→ **Task prompt**
Reproduce exactly the lines below from the one containing "let queued_jobs = meter" through the one containing "pub fn enable(&self)", including both, and nothing else.

*** Data extracts ***

//! Error type definitions

use crate::job_queue::{JobId, QueueKey};
use thiserror::Error;

/// The job removed from the executing set on completion was not the job whose
/// worker just finished
#[derive(Error, Debug, Clone, PartialEq, Eq)]
#[error(
    "Unexpected executing job found in queue {queue}: expected {expected} got {}",
    found_label(.found)
)]
pub struct StateConsistencyError {
    pub queue: QueueKey,
    pub expected: JobId,
    pub found: Option<JobId>,
}

fn found_label(found: &Option<JobId>) -> String {
    found.map_or_else(|| "nothing".to_string(), |id| id.to_string())
}

/// Errors returned by coordinator operations
#[derive(Error, Debug)]
pub enum JobQueueError {
    /// The job identity is already pending or executing
    #[error("Job {id} is already pending or executing")]
    DuplicateJob { id: JobId },

    /// A previous completion found the queue state inconsistent
    #[error("Job queue state is inconsistent: {0}")]
    StateConsistency(#[from] StateConsistencyError),

    /// The coordinator was built outside of a tokio runtime
    #[error("No tokio runtime available: {0}")]
    NoRuntime(#[from] tokio::runtime::TryCurrentError),
}

/// Configuration loading and validation errors
#[derive(Error, Debug)]
pub enum ConfigError {
    /// Merging the file and environment layers failed
    #[error("Failed to load configuration: {0}")]
    Load(#[from] Box<figment::Error>),

    /// Writing the default configuration file failed
    #[error("Failed to write default configuration to {path}: {source}")]
    WriteDefault {
        path: String,
        #[source]
        source: std::io::Error,
    },

    /// Serialising the default configuration failed
    #[error("Failed to serialise default configuration: {0}")]
    Serialize(#[from] toml::ser::Error),

    /// A value is present but unusable
    #[error("Invalid configuration: {field} - {message}")]
    Invalid { field: String, message: String },
}

impl ConfigError {
    /// Create an invalid value error
    pub fn invalid<F: Into<String>, M: Into<String>>(field: F, message: M) -> Self {
        Self::Invalid {
            field: field.into(),
            message: message.into(),
        }
    }
}

impl From<figment::Error> for ConfigError {
    fn from(err: figment::Error) -> Self {
        Self::Load(Box::new(err))
    }
}

#[cfg(test)]
mod tests {
    use super::*;

    #[test]
    fn test_state_consistency_message() {
        let expected = JobId::new();
        let found = JobId::new();
        let err = StateConsistencyError {
            queue: QueueKey::named("deploy"),
            expected,
            found: Some(found),
        };
        assert_eq!(
            err.to_string(),
            format!("Unexpected executing job found in queue deploy: expected {expected} got {found}")
        );

        let missing = StateConsistencyError {
            queue: QueueKey::named("deploy"),
            expected,
            found: None,
        };
        assert!(missing.to_string().ends_with("got nothing"));
    }
}
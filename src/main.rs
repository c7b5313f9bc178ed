use anyhow::Result;
use clap::Parser;
use std::sync::Arc;
use tracing::{info, warn};
use tracing_subscriber::{layer::SubscriberExt, util::SubscriberInitExt};

use keyed_job_queue::{
    config::Config,
    job_queue::{Admission, JobQueue},
    jobs::CommandSpec,
    observability::QueueObservability,
};

#[derive(Parser)]
#[command(name = "keyed-job-queue")]
#[command(version)]
#[command(about = "Run shell jobs serially per queue key and concurrently across keys")]
#[command(long_about = None)]
struct Cli {
    /// Configuration file path
    #[arg(short, long, default_value = "keyed-job-queue.toml")]
    config: String,

    /// Maximum number of queues executing at once, 0 for unbounded (overrides config file)
    #[arg(short = 'm', long, value_name = "N")]
    max_concurrent: Option<usize>,

    /// Log level (overrides config file)
    #[arg(short = 'v', long)]
    log_level: Option<String>,

    /// Print the queue snapshot as JSON after submitting
    #[arg(long)]
    dump: bool,

    /// Job to run as `[QUEUE::]COMMAND`; jobs without a queue run in parallel
    #[arg(short, long = "job", value_name = "JOB")]
    jobs: Vec<CommandSpec>,
}

#[tokio::main]
async fn main() -> Result<()> {
    let cli = Cli::parse();

    let mut config = Config::load_from_file(&cli.config)?;
    if let Some(max_concurrent) = cli.max_concurrent {
        config.job_queue.max_concurrent_jobs = max_concurrent;
    }
    if let Some(level) = cli.log_level {
        config.logging.level = level;
    }
    config.validate()?;

    let log_filter = format!("keyed_job_queue={}", config.logging.level.to_lowercase());
    tracing_subscriber::registry()
        .with(
            tracing_subscriber::EnvFilter::try_from_default_env()
                .unwrap_or_else(|_| log_filter.into()),
        )
        .with(tracing_subscriber::fmt::layer())
        .init();

    info!("Starting keyed-job-queue v{}", env!("CARGO_PKG_VERSION"));
    info!("Configuration loaded from: {}", cli.config);

    let observability = QueueObservability::new("keyed-job-queue");
    let queue = JobQueue::builder()
        .gate(config.job_queue.execution_gate())
        .limit(config.job_queue.concurrency_limit())
        .metrics(Arc::new(observability))
        .build()?;

    info!(
        "Job queue ready (max concurrent: {}, enabled: {})",
        config
            .job_queue
            .concurrency_limit()
            .get()
            .map_or_else(|| "unbounded".to_string(), |max| max.to_string()),
        queue.gate().is_enabled()
    );

    for spec in cli.jobs {
        let queue_key = spec.queue_key();
        let job = Arc::new(spec.into_job());
        match queue.submit(job.clone(), queue_key)? {
            Admission::Started => info!("Started {}", job.command()),
            Admission::Queued => info!("Queued {}", job.command()),
            Admission::Disabled => warn!("Execution disabled, skipped {}", job.command()),
        }
    }

    if cli.dump {
        println!("{}", serde_json::to_string_pretty(&queue.snapshot())?);
    }

    tokio::select! {
        _ = queue.wait_idle(None) => {
            info!("All jobs finished");
        }
        _ = tokio::signal::ctrl_c() => {
            info!("Received interrupt, no new jobs will start");
            queue.gate().disable();

            let timeout = config.job_queue.shutdown_timeout;
            if !queue.wait_idle(Some(timeout)).await {
                let counts = queue.counts();
                warn!(
                    "Timeout waiting for {} jobs to complete after {}, killing them",
                    counts.executing,
                    humantime::format_duration(timeout)
                );
                queue.debug();
            }
            queue.clear().await;
        }
    }

    queue.check_consistency()?;
    Ok(())
}
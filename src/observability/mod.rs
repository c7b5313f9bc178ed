use crate::job_queue::{JobOutcome, QueueCounts, QueueMetricsSink};
use opentelemetry::{
    KeyValue, global,
    metrics::{Counter, Gauge, Histogram, Meter, MeterProvider},
};
use opentelemetry_sdk::metrics::SdkMeterProvider;
use std::time::Duration;
use tracing::info;

/// OpenTelemetry instruments for the job queue
#[derive(Clone)]
pub struct QueueObservability {
    pub meter: Meter,

    pub executing_jobs: Gauge<u64>,
    pub queued_jobs: Gauge<u64>,
    pub jobs_finished: Counter<u64>,
    pub job_duration: Histogram<f64>,
}

impl QueueObservability {
    /// Install a meter provider and build the queue instruments
    pub fn new(service_name: &'static str) -> Self {
        let provider = SdkMeterProvider::builder().build();
        global::set_meter_provider(provider.clone());

        let meter = provider.meter(service_name);
        info!("OpenTelemetry metrics configured for {}", service_name);

        Self::build_with_instruments(meter)
    }

    /// Build instruments on an existing meter
    pub fn build_with_instruments(meter: Meter) -> Self {
        let executing_jobs = meter
            .u64_gauge("job_queue_executing")
            .with_description("Jobs currently executing, one per busy queue key")
            .build();
        let queued_jobs = meter
            .u64_gauge("job_queue_queued")
            .with_description("Jobs waiting in the backlog")
            .build();
        let jobs_finished = meter
            .u64_counter("job_queue_jobs_finished_total")
            .with_description("Finished jobs by outcome")
            .build();
        let job_duration = meter
            .f64_histogram("job_queue_job_duration_seconds")
            .with_description("Time from worker start to completion")
            .build();

        Self {
            meter,
            executing_jobs,
            queued_jobs,
            jobs_finished,
            job_duration,
        }
    }
}

impl QueueMetricsSink for QueueObservability {
    fn record_counts(&self, counts: QueueCounts) {
        self.executing_jobs.record(counts.executing as u64, &[]);
        self.queued_jobs.record(counts.queued as u64, &[]);
    }

    fn record_outcome(&self, outcome: JobOutcome, elapsed: Duration) {
        let attributes = [KeyValue::new("outcome", outcome.as_str())];
        self.jobs_finished.add(1, &attributes);
        self.job_duration.record(elapsed.as_secs_f64(), &attributes);
    }
}
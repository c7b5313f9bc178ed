//! Global switch for admitting and promoting jobs

use std::sync::Arc;
use std::sync::atomic::{AtomicBool, Ordering};
use tracing::info;

/// Whether job execution is enabled
///
/// Created once by the application and shared by every coordinator that
/// should be frozen together (e.g. during a restart). Turning it off stops new
/// admissions and promotions; jobs already executing run to completion.
/// Toggling is not synchronised with queue mutations and only affects
/// decisions taken afterwards.
#[derive(Debug, Clone)]
pub struct ExecutionGate {
    enabled: Arc<AtomicBool>,
}

impl ExecutionGate {
    pub fn new(enabled: bool) -> Self {
        Self {
            enabled: Arc::new(AtomicBool::new(enabled)),
        }
    }

    pub fn is_enabled(&self) -> bool {
        self.enabled.load(Ordering::Acquire)
    }

    pub fn set_enabled(&self, enabled: bool) {
        let previous = self.enabled.swap(enabled, Ordering::AcqRel);
        if previous != enabled {
            info!("Job execution {}", if enabled { "enabled" } else { "disabled" });
        }
    }

    pub fn enable(&self) {
        self.set_enabled(true);
    }

    pub fn disable(&self) {
        self.set_enabled(false);
    }
}

impl Default for ExecutionGate {
    fn default() -> Self {
        Self::new(true)
    }
}

#[cfg(test)]
mod tests {
    use super::*;

    #[test]
    fn test_gate_is_shared_between_clones() {
        let gate = ExecutionGate::default();
        let other = gate.clone();
        assert!(other.is_enabled());

        gate.disable();
        assert!(!other.is_enabled());

        other.enable();
        assert!(gate.is_enabled());
    }
}
/// State and collaborators shared between the handle and its workers
pub(super) struct QueueCore {
    state: Mutex<QueueState>,
    gate: ExecutionGate,
    limit: ConcurrencyLimit,
    metrics: Arc<dyn QueueMetricsSink>,
    /// Taken before the state lock is released so counts reach the sink in
    /// the order the transitions happened
    publish_order: Mutex<()>,
    runtime: Handle,
}

#[derive(Default)]
struct QueueState {
    /// Backlog in submission order; per-key order is this order filtered by key
    pending: VecDeque<PendingEntry>,
    /// At most one job per key
    executing: HashMap<QueueKey, ExecutingEntry>,
    /// Present exactly for the jobs in `executing`
    workers: HashMap<JobId, WorkerHandle>,
    violation: Option<StateConsistencyError>,
}

struct PendingEntry {
    queue: QueueKey,
    job: SharedJob,
    enqueued_at: DateTime<Utc>,
}

struct ExecutingEntry {
    job: SharedJob,
    started_at: DateTime<Utc>,
}

impl QueueState {
    fn counts(&self) -> QueueCounts {
        QueueCounts {
            executing: self.executing.len(),
            queued: self.pending.len(),
        }
    }

    fn find_executing(&self, id: JobId) -> Option<SharedJob> {
        self.executing
            .values()
            .find(|entry| entry.job.id() == id)
            .map(|entry| Arc::clone(&entry.job))
    }

    fn find_queued(&self, id: JobId) -> Option<SharedJob> {
        self.pending
            .iter()
            .find(|entry| entry.job.id() == id)
            .map(|entry| Arc::clone(&entry.job))
    }

    fn has_pending(&self, queue: &QueueKey) -> bool {
        self.pending.iter().any(|entry| &entry.queue == queue)
    }

    fn contains(&self, id: JobId) -> bool {
        self.workers.contains_key(&id) || self.pending.iter().any(|entry| entry.job.id() == id)
    }
}
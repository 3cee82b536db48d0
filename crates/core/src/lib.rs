//! # Fileshare Core
//!
//! Core data operations for the file-sharing server.
//!
//! This crate keeps uploaded files, the in-memory catalog and the JSON index
//! consistent under concurrent requests:
//! - Upload with name sanitisation and collision renaming
//! - Listing, download lookup and deletion
//! - Snapshot persistence of the catalog to a JSON sidecar
//!
//! **No API concerns**: authentication, HTTP servers and static assets belong
//! in `api-rest`.

pub mod audit;
pub mod catalog;
pub mod config;
pub mod constants;
pub mod error;
pub mod index;
pub mod names;
pub mod service;

pub use audit::AuditReport;
pub use catalog::{Catalog, FileRecord, FileSummary};
pub use config::CoreConfig;
pub use constants::{DEFAULT_INDEX_FILE, DEFAULT_UPLOAD_DIR};
pub use error::{FileShareError, FileShareResult, IndexError, NotFoundKind};
pub use index::PersistentIndex;
pub use service::{Download, FileService};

*** End of Data extracts ***

→ **Exercise result**
        let queued_jobs = meter
            .u64_gauge("job_queue_queued")
            .with_description("Jobs waiting in the backlog")
            .build();
        let jobs_finished = meter
            .u64_counter("job_queue_jobs_finished_total")
            .with_description("Finished jobs by outcome")
            .build();
        let job_duration = meter
            .f64_histogram("job_queue_job_duration_seconds")
            .with_description("Time from worker start to completion")
            .build();

        Self {
            meter,
            executing_jobs,
            queued_jobs,
            jobs_finished,
            job_duration,
        }
    }
}

impl QueueMetricsSink for QueueObservability {
    fn record_counts(&self, counts: QueueCounts) {
        self.executing_jobs.record(counts.executing as u64, &[]);
        self.queued_jobs.record(counts.queued as u64, &[]);
    }

    fn record_outcome(&self, outcome: JobOutcome, elapsed: Duration) {
        let attributes = [KeyValue::new("outcome", outcome.as_str())];
        self.jobs_finished.add(1, &attributes);
        self.job_duration.record(elapsed.as_secs_f64(), &attributes);
    }
}
repository c7b5313f9bc178ed
//! Global switch for admitting and promoting jobs

use std::sync::Arc;
use std::sync::atomic::{AtomicBool, Ordering};
use tracing::info;

/// Whether job execution is enabled
///
/// Created once by the application and shared by every coordinator that
/// should be frozen together (e.g. during a restart). Turning it off stops new
/// admissions and promotions; jobs already executing run to completion.
/// Toggling is not synchronised with queue mutations and only affects
/// decisions taken afterwards.
#[derive(Debug, Clone)]
pub struct ExecutionGate {
    enabled: Arc<AtomicBool>,
}

impl ExecutionGate {
    pub fn new(enabled: bool) -> Self {
        Self {
            enabled: Arc::new(AtomicBool::new(enabled)),
        }
    }

    pub fn is_enabled(&self) -> bool {
        self.enabled.load(Ordering::Acquire)
    }

    pub fn set_enabled(&self, enabled: bool) {
        let previous = self.enabled.swap(enabled, Ordering::AcqRel);
        if previous != enabled {
            info!("Job execution {}", if enabled { "enabled" } else { "disabled" });
        }
    }

    pub fn enable(&self) {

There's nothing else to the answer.